> **What you need to do**:
Using the records below, give again exactly the lines from the line that contains "instead of end-of-file." through the line that contains "cannot be opened.", both ends included, and only those.

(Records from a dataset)
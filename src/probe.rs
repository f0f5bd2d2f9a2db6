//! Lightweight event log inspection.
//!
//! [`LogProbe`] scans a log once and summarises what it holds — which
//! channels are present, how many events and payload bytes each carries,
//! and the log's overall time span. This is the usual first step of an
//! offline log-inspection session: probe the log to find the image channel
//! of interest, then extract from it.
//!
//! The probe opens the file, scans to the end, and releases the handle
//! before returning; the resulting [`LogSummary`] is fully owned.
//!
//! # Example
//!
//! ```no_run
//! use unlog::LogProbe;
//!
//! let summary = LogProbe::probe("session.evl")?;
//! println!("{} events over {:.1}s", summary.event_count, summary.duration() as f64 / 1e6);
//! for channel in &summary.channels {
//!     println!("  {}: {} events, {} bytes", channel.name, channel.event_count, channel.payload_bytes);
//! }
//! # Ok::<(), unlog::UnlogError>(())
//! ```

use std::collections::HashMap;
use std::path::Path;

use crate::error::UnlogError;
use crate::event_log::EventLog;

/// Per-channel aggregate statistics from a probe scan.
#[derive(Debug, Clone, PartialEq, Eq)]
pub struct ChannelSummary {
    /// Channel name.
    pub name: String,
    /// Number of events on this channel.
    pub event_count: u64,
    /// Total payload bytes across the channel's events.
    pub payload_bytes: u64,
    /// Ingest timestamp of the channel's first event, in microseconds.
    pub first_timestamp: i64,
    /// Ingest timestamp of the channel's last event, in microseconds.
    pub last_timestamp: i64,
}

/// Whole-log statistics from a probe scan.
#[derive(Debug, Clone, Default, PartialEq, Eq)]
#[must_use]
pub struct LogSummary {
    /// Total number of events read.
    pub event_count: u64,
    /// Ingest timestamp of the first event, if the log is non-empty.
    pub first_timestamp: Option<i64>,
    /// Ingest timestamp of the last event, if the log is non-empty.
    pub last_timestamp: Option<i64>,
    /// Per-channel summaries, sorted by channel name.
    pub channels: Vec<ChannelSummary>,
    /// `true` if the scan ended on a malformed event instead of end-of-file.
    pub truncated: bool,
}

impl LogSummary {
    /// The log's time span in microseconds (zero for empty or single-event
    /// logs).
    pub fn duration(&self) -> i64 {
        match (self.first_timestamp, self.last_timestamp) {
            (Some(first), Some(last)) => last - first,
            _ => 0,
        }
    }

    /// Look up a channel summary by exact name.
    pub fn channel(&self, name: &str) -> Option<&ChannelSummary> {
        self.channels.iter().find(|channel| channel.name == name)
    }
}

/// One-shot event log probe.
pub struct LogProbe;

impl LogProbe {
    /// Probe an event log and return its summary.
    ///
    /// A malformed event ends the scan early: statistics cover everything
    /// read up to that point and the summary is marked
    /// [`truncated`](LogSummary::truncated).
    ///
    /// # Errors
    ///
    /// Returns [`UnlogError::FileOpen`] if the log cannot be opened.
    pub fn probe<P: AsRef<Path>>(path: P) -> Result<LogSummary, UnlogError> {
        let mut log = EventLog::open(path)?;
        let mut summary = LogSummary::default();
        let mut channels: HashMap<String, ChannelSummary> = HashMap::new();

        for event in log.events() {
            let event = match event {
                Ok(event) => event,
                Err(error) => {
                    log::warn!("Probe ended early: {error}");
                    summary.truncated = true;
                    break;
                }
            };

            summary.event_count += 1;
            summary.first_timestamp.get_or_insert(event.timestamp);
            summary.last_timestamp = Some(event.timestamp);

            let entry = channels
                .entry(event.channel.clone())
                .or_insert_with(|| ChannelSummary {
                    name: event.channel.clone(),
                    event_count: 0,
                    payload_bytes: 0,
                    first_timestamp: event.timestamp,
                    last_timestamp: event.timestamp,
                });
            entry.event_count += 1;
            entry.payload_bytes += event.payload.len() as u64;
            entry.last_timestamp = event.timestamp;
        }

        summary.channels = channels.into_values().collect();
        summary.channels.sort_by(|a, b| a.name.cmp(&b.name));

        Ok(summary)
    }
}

> **Completed task**:
    /// `true` if the scan ended on a malformed event instead of end-of-file.
    pub truncated: bool,
}

impl LogSummary {
    /// The log's time span in microseconds (zero for empty or single-event
    /// logs).
    pub fn duration(&self) -> i64 {
        match (self.first_timestamp, self.last_timestamp) {
            (Some(first), Some(last)) => last - first,
            _ => 0,
        }
    }

    /// Look up a channel summary by exact name.
    pub fn channel(&self, name: &str) -> Option<&ChannelSummary> {
        self.channels.iter().find(|channel| channel.name == name)
    }
}

/// One-shot event log probe.
pub struct LogProbe;

impl LogProbe {
    /// Probe an event log and return its summary.
    ///
    /// A malformed event ends the scan early: statistics cover everything
    /// read up to that point and the summary is marked
    /// [`truncated`](LogSummary::truncated).
    ///
    /// # Errors
    ///
    /// Returns [`UnlogError::FileOpen`] if the log cannot be opened.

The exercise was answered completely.